Seine Nachfolge als Stimme der EZLN tritt der Subcomandante Insurgente Moisés an, ein Indigener der Tzeltal-Volksgruppe. Wie die spanische Tageszeitung ABC berichtete, unterstützte er Marcos bereits seit Anfang des vergangenen Jahres offiziell als Sprachrohr der Organisation. Der zapatistischen Bewegung gehört Moisés aber bereits seit ihren Anfängen im Jahr 1983 an, auch beim bewaffneten Aufstand 1994, dessen 20. Jahrestag die EZLN am 1. Januar dieses Jahres gefeiert hatte, spielte er eine entscheidende Rolle.

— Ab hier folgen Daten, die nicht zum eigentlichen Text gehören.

//! Tool management and execution framework for agent-rs
//!
//! This crate provides a framework for defining tools (functions) that agents
//! can use, and a registry that acts as the directory of every capability an
//! agent may call, each with a declared input and output contract.

pub mod registry;
pub mod tool;

pub use registry::{RegistryError, ToolRegistry};
pub use tool::{Tool, ToolKind};
//! Agent executor for running agent loops
//!
//! The AgentExecutor implements the core agent loop pattern:
//! 1. Call LLM with conversation history, function tools and built-in tools
//! 2. Report reasoning and text through the context's event sink
//! 3. If tool use requested, execute tools and loop back
//! 4. If completed, return final response

use agent_core::{AgentEvent, Context, Result};
use agent_llm::{CompletionRequest, ContentBlock, LLMProvider, Message, StopReason};
use agent_tools::{ToolKind, ToolRegistry};
use serde_json::Value;
use std::sync::Arc;
use std::time::Instant;
use tracing::{debug, info, warn};

/// Returned when the loop exhausts its iteration budget
pub const MAX_ITERATIONS_MESSAGE: &str = "Max iterations reached without completion";
/// Returned when the model stops at the token limit
pub const TRUNCATED_MESSAGE: &str = "Response truncated due to token limit";

/// Configuration for agent execution
#[derive(Debug, Clone)]
pub struct ExecutorConfig {
    /// Maximum number of iterations (prevents infinite loops)
    pub max_iterations: usize,

    /// Model to use
    pub model: String,

    /// System prompt
    pub system_prompt: Option<String>,

    /// Max tokens per completion
    pub max_tokens: usize,

    /// Temperature
    pub temperature: Option<f32>,
}

impl Default for ExecutorConfig {
    fn default() -> Self {
        Self {
            max_iterations: 10,
            model: "gemini-2.5-flash".to_string(),
            system_prompt: None,
            max_tokens: 8192,
            temperature: Some(0.7),
        }
    }
}

/// Executes an agent loop: LLM → tool calls → execution → loop back
///
/// The AgentExecutor orchestrates the interaction between an LLM provider
/// and a tool registry, implementing the agent loop pattern. Progress is
/// reported as [`AgentEvent`]s on the context passed to [`run`](Self::run).
pub struct AgentExecutor {
    provider: Arc<dyn LLMProvider>,
    tool_registry: Arc<ToolRegistry>,
    config: ExecutorConfig,
}

impl AgentExecutor {
    /// Create a new agent executor
    pub fn new(
        provider: Arc<dyn LLMProvider>,
        tool_registry: Arc<ToolRegistry>,
        config: ExecutorConfig,
    ) -> Self {
        Self {
            provider,
            tool_registry,
            config,
        }
    }

    /// Create a builder
    pub fn builder() -> AgentExecutorBuilder {
        AgentExecutorBuilder::new()
    }

    /// Get the executor configuration
    pub fn config(&self) -> &ExecutorConfig {
        &self.config
    }

    /// Get the tool registry
    pub fn tools(&self) -> &Arc<ToolRegistry> {
        &self.tool_registry
    }

    /// Execute the agent loop with a user query
    ///
    /// # Arguments
    ///
    /// * `agent_name` - Name recorded on emitted events
    /// * `user_message` - The user's input message
    /// * `ctx` - Caller context; receives events and is handed to tools
    ///
    /// # Returns
    ///
    /// The final response from the agent after all tool calls are complete
    pub async fn run(
        &self,
        agent_name: &str,
        user_message: String,
        ctx: &mut Context,
    ) -> Result<String> {
        self.run_with_history(agent_name, user_message, Vec::new(), ctx)
            .await
    }

    /// Execute the agent loop with conversation history
    pub async fn run_with_history(
        &self,
        agent_name: &str,
        user_message: String,
        history: Vec<Message>,
        ctx: &mut Context,
    ) -> Result<String> {
        let mut conversation = history;
        conversation.push(Message::user(user_message));

        let tools = self.tool_registry.definitions();
        let builtins = self.tool_registry.builtin_tools();
        debug!(
            agent = %agent_name,
            tool_count = tools.len(),
            builtin_count = builtins.len(),
            "Available tools"
        );

        for iteration in 1..=self.config.max_iterations {
            info!(
                agent = %agent_name,
                iteration,
                max_iterations = self.config.max_iterations,
                "Agent iteration started"
            );

            let mut request_builder = CompletionRequest::builder(&self.config.model)
                .messages(conversation.clone())
                .system(
                    self.config
                        .system_prompt
                        .clone()
                        .unwrap_or_else(|| "You are a helpful assistant.".to_string()),
                )
                .max_tokens(self.config.max_tokens);

            if let Some(temperature) = self.config.temperature {
                request_builder = request_builder.temperature(temperature);
            }
            request_builder = request_builder
                .tools(tools.clone())
                .builtin_tools(builtins.clone());

            info!(
                agent = %agent_name,
                model = %self.config.model,
                max_tokens = self.config.max_tokens,
                "Sending request to LLM"
            );

            let response = self.provider.complete(request_builder.build()).await?;

            info!(
                agent = %agent_name,
                stop_reason = ?response.stop_reason,
                input_tokens = response.usage.input_tokens,
                output_tokens = response.usage.output_tokens,
                "LLM response received"
            );

            for thought in response.message.thoughts() {
                ctx.emit(AgentEvent::Thought {
                    agent: agent_name.to_string(),
                    text: thought.to_string(),
                });
            }
            let text = response.message.text();
            if let Some(text) = text.as_deref().filter(|t| !t.trim().is_empty()) {
                let preview: String = text.chars().take(300).collect();
                debug!(agent = %agent_name, response_preview = %preview, "LLM response content preview");
                ctx.emit(AgentEvent::Text {
                    agent: agent_name.to_string(),
                    text: text.to_string(),
                });
            }

            conversation.push(response.message.clone());

            match response.stop_reason {
                StopReason::EndTurn | StopReason::StopSequence => {
                    let text = text.unwrap_or_else(|| "No response".to_string());
                    info!(
                        agent = %agent_name,
                        iteration,
                        response_length = text.len(),
                        "Agent completed naturally"
                    );
                    return Ok(text);
                }

                StopReason::ToolUse => {
                    let tool_results = self
                        .execute_tools(agent_name, &response.message, ctx)
                        .await;

                    if tool_results.is_empty() {
                        warn!(agent = %agent_name, "No tool calls despite ToolUse stop reason");
                        return Ok(text.unwrap_or_else(|| "No response".to_string()));
                    }

                    info!(
                        agent = %agent_name,
                        result_count = tool_results.len(),
                        "Tool execution completed, continuing agent loop"
                    );
                    conversation.extend(tool_results);
                }

                StopReason::MaxTokens => {
                    warn!(agent = %agent_name, "Hit max tokens in LLM response");
                    return Ok(TRUNCATED_MESSAGE.to_string());
                }
            }
        }

        warn!(
            agent = %agent_name,
            max_iterations = self.config.max_iterations,
            "Max iterations reached, stopping"
        );
        Ok(MAX_ITERATIONS_MESSAGE.to_string())
    }

    /// Execute tool calls from an assistant message
    ///
    /// Failures, including calls to unknown tools, become error results for
    /// the model rather than aborting the loop.
    async fn execute_tools(
        &self,
        agent_name: &str,
        message: &Message,
        ctx: &mut Context,
    ) -> Vec<Message> {
        let mut results = Vec::new();

        for tool_use in message.tool_uses() {
            let ContentBlock::ToolUse { id, name, input } = tool_use else {
                continue;
            };

            let input_preview: String = input.to_string().chars().take(500).collect();
            info!(
                agent = %agent_name,
                tool_name = %name,
                tool_id = %id,
                input_preview = %input_preview,
                "Executing tool"
            );

            ctx.emit(AgentEvent::ToolCall {
                agent: agent_name.to_string(),
                id: id.clone(),
                tool: name.clone(),
                input: input.clone(),
            });

            let start_time = Instant::now();
            let outcome = match self.tool_registry.get(name) {
                Some(tool) if tool.kind() == ToolKind::Function => {
                    tool.execute_with_context(input.clone(), ctx).await
                }
                Some(_) => Err(agent_core::Error::ProcessingFailed(format!(
                    "Tool '{name}' is executed by the model provider"
                ))),
                None => Err(agent_core::Error::ProcessingFailed(format!(
                    "Tool not found: {name}. Available tools: {:?}",
                    self.tool_registry.names()
                ))),
            };
            let duration_ms = start_time.elapsed().as_millis() as u64;

            match outcome {
                Ok(result) => {
                    let result_str =
                        serde_json::to_string(&result).unwrap_or_else(|_| result.to_string());
                    info!(
                        agent = %agent_name,
                        tool_name = %name,
                        duration_ms,
                        result_length = result_str.len(),
                        "Tool execution succeeded"
                    );
                    ctx.emit(AgentEvent::ToolResult {
                        agent: agent_name.to_string(),
                        id: id.clone(),
                        tool: name.clone(),
                        output: result,
                        is_error: false,
                        duration_ms,
                    });
                    results.push(Message::tool_result(id.clone(), result_str));
                }
                Err(e) => {
                    warn!(
                        agent = %agent_name,
                        tool_name = %name,
                        duration_ms,
                        error = %e,
                        "Tool execution failed"
                    );
                    ctx.emit(AgentEvent::ToolResult {
                        agent: agent_name.to_string(),
                        id: id.clone(),
                        tool: name.clone(),
                        output: Value::String(e.to_string()),
                        is_error: true,
                        duration_ms,
                    });
                    results.push(Message::tool_error(id.clone(), format!("Error: {e}")));
                }
            }
        }

        results
    }
}

/// Builder for AgentExecutor
pub struct AgentExecutorBuilder {
    provider: Option<Arc<dyn LLMProvider>>,
    tool_registry: Arc<ToolRegistry>,
    config: ExecutorConfig,
}

impl AgentExecutorBuilder {
    /// Create a new builder
    pub fn new() -> Self {
        Self {
            provider: None,
            tool_registry: Arc::new(ToolRegistry::new()),
            config: ExecutorConfig::default(),
        }
    }

    /// Set the LLM provider
    pub fn provider(mut self, provider: Arc<dyn LLMProvider>) -> Self {
        self.provider = Some(provider);
        self
    }

    /// Set the tool registry
    pub fn tool_registry(mut self, registry: Arc<ToolRegistry>) -> Self {
        self.tool_registry = registry;
        self
    }

    /// Set the full configuration
    pub fn config(mut self, config: ExecutorConfig) -> Self {
        self.config = config;
        self
    }

    /// Set maximum iterations
    pub fn max_iterations(mut self, max: usize) -> Self {
        self.config.max_iterations = max;
        self
    }

    /// Set the model
    pub fn model(mut self, model: impl Into<String>) -> Self {
        self.config.model = model.into();
        self
    }

    /// Set the system prompt
    pub fn system_prompt(mut self, prompt: impl Into<String>) -> Self {
        self.config.system_prompt = Some(prompt.into());
        self
    }

    /// Set max tokens
    pub fn max_tokens(mut self, max_tokens: usize) -> Self {
        self.config.max_tokens = max_tokens;
        self
    }

    /// Set temperature
    pub fn temperature(mut self, temperature: f32) -> Self {
        self.config.temperature = Some(temperature);
        self
    }

    /// Build the executor
    pub fn build(self) -> Result<AgentExecutor> {
        let provider = self.provider.ok_or_else(|| {
            agent_core::Error::InitializationFailed("Provider not set".to_string())
        })?;

        Ok(AgentExecutor::new(provider, self.tool_registry, self.config))
    }
}

impl Default for AgentExecutorBuilder {
    fn default() -> Self {
        Self::new()
    }
}
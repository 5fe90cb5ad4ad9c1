//! Ticker symbol extraction from free-text requests

use crate::error::{Result, StockError};
use regex::Regex;

/// Upper-case words that look like symbols but rarely are in a request
const NOT_TICKERS: [&str; 24] = [
    "AI", "API", "CEO", "CFO", "CIO", "COO", "CTO", "EPS", "ESG", "ETF", "EU", "GDP", "IPO", "IT",
    "LLC", "NYSE", "OK", "PE", "ROI", "SEC", "UK", "US", "USA", "USD",
];

/// Finds the ticker a request is about
///
/// Precedence: a parenthesized symbol (`Google (GOOGL)`), then a cashtag
/// (`$msft`), then the first bare upper-case word of 2-5 letters that is not
/// a common abbreviation.
#[derive(Debug, Clone)]
pub struct TickerExtractor {
    parenthesized: Regex,
    cashtag: Regex,
    bare: Regex,
}

impl TickerExtractor {
    pub fn new() -> Result<Self> {
        let compile = |pattern: &str| {
            Regex::new(pattern)
                .map_err(|e| StockError::ConfigError(format!("invalid ticker pattern: {e}")))
        };

        Ok(Self {
            parenthesized: compile(r"\(\s*\$?([A-Z][A-Z0-9]{0,5}(?:[.\-][A-Z0-9]{1,2})?)\s*\)")?,
            cashtag: compile(r"\$([A-Za-z]{1,6})\b")?,
            bare: compile(r"\b([A-Z]{2,5}(?:\.[A-Z]{1,2})?)\b")?,
        })
    }

    /// Extract the ticker from `query`, upper-cased
    pub fn extract(&self, query: &str) -> Option<String> {
        if let Some(caps) = self.parenthesized.captures(query) {
            return Some(caps[1].to_string());
        }
        if let Some(caps) = self.cashtag.captures(query) {
            return Some(caps[1].to_ascii_uppercase());
        }
        self.bare
            .captures_iter(query)
            .map(|caps| caps[1].to_string())
            .find(|word| !NOT_TICKERS.contains(&word.as_str()))
    }
}

#[cfg(test)]
mod tests {
    use super::*;

    fn extract(query: &str) -> Option<String> {
        TickerExtractor::new().unwrap().extract(query)
    }

    #[test]
    fn test_parenthesized() {
        assert_eq!(
            extract("Should I invest in Google (GOOGL) for the long term?").as_deref(),
            Some("GOOGL")
        );
        assert_eq!(extract("Berkshire (BRK.B) vs the S&P").as_deref(), Some("BRK.B"));
        assert_eq!(extract("Ford ( F ) looks cheap").as_deref(), Some("F"));
    }

    #[test]
    fn test_cashtag() {
        assert_eq!(extract("thoughts on $nvda?").as_deref(), Some("NVDA"));
    }

    #[test]
    fn test_bare_symbol_skips_abbreviations() {
        assert_eq!(
            extract("Is the CEO of MSFT right about AI?").as_deref(),
            Some("MSFT")
        );
        assert_eq!(extract("Tell me about TSLA").as_deref(), Some("TSLA"));
    }

    #[test]
    fn test_no_ticker() {
        assert_eq!(extract("Should I invest in Google for the long term?"), None);
        assert_eq!(extract("What does the CEO think about AI?"), None);
        assert_eq!(extract("(maybe) later"), None);
    }
}
//! Concrete LLM provider implementations
//!
//! This module contains implementations of the LLMProvider trait.

pub mod gemini;

pub use gemini::{GeminiConfig, GeminiProvider};
//! Tool registry for managing available tools

use crate::{Tool, ToolKind};
use agent_llm::{BuiltinTool, ToolDefinition};
use std::collections::HashMap;
use std::sync::{Arc, PoisonError, RwLock};
use thiserror::Error;
use tracing::debug;

/// Errors raised by [`ToolRegistry`]
#[derive(Error, Debug, PartialEq, Eq)]
pub enum RegistryError {
    /// A tool with this name is already registered
    #[error("tool '{0}' is already registered")]
    Duplicate(String),
}

/// Registry for managing tools
///
/// Names are unique; `register` replaces, `try_register` refuses.
pub struct ToolRegistry {
    tools: RwLock<HashMap<String, Arc<dyn Tool>>>,
}

impl Default for ToolRegistry {
    fn default() -> Self {
        Self {
            tools: RwLock::new(HashMap::new()),
        }
    }
}

impl ToolRegistry {
    /// Create a new tool registry
    pub fn new() -> Self {
        Self::default()
    }

    /// Register a tool, replacing any tool with the same name
    pub fn register(&self, tool: Arc<dyn Tool>) {
        let name = tool.name().to_string();
        let mut tools = self.tools.write().unwrap_or_else(PoisonError::into_inner);
        if tools.insert(name.clone(), tool).is_some() {
            debug!(tool_name = %name, "Replaced registered tool");
        }
    }

    /// Register a tool, failing if the name is taken
    pub fn try_register(&self, tool: Arc<dyn Tool>) -> Result<(), RegistryError> {
        let mut tools = self.tools.write().unwrap_or_else(PoisonError::into_inner);
        let name = tool.name().to_string();
        if tools.contains_key(&name) {
            return Err(RegistryError::Duplicate(name));
        }
        tools.insert(name, tool);
        Ok(())
    }

    /// Get a tool by name
    pub fn get(&self, name: &str) -> Option<Arc<dyn Tool>> {
        let tools = self.tools.read().unwrap_or_else(PoisonError::into_inner);
        tools.get(name).cloned()
    }

    /// Registered names, sorted
    pub fn names(&self) -> Vec<String> {
        let tools = self.tools.read().unwrap_or_else(PoisonError::into_inner);
        let mut names: Vec<String> = tools.keys().cloned().collect();
        names.sort();
        names
    }

    /// List all registered tools
    ///
    /// Returns a vector of all tools in the registry, ordered by name.
    pub fn list_tools(&self) -> Vec<Arc<dyn Tool>> {
        let tools = self.tools.read().unwrap_or_else(PoisonError::into_inner);
        let mut list: Vec<Arc<dyn Tool>> = tools.values().cloned().collect();
        list.sort_by(|a, b| a.name().cmp(b.name()));
        list
    }

    /// Definitions of locally executed tools, ordered by name
    pub fn definitions(&self) -> Vec<ToolDefinition> {
        self.list_tools()
            .iter()
            .filter(|t| t.kind() == ToolKind::Function)
            .map(|t| t.definition())
            .collect()
    }

    /// Provider-executed tools present in the registry
    pub fn builtin_tools(&self) -> Vec<BuiltinTool> {
        self.list_tools()
            .iter()
            .filter_map(|t| match t.kind() {
                ToolKind::Builtin(b) => Some(b),
                ToolKind::Function => None,
            })
            .collect()
    }

    /// Get the number of registered tools
    pub fn len(&self) -> usize {
        let tools = self.tools.read().unwrap_or_else(PoisonError::into_inner);
        tools.len()
    }

    /// Check if the registry is empty
    pub fn is_empty(&self) -> bool {
        let tools = self.tools.read().unwrap_or_else(PoisonError::into_inner);
        tools.is_empty()
    }
}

Innerhalb von zwölf Tagen eroberten die schlecht ausgerüsteten indigenen Bauern im Kampf mit der Regierungsarmee damals zahlreiche Gebiete in Chiapas, die sie heute basisdemokratisch verwalten. Das Land der geflohenen Großgrundbesitzern wurde unter den Zapatisten verteilt, innerhalb der letzten zwei Jahrzehnte haben sie dort Schulen errichtet und ein Gesundheitssystem aufgebaut. In den vergangenen Jahren wurde es immer stiller um die indigene Bauernbewegung, doch mit der »kleinen zapatistischen Schule«, drei Lehrgängen über die zapatistischen Strukturen zwischen August letzten Jahres und vergangenem Januar, an denen sich über 4000 Menschen aus der ganzen Welt beteiligten, demonstrierten die Zapatisten ein Wiedererstarken der Organisation. Gleichzeitig nimmt die staatliche Repression gegen die Bewegung seit Jahresbeginn wieder zu. Ein Beispiel dafür ist der Angriff auf La Realidad, bei der nicht nur Galeano von der regierungsnahen Bauernorganisation CIOAC-H getötet, sondern auch über ein Dutzend EZLN-Kämpfer verletzt wurde.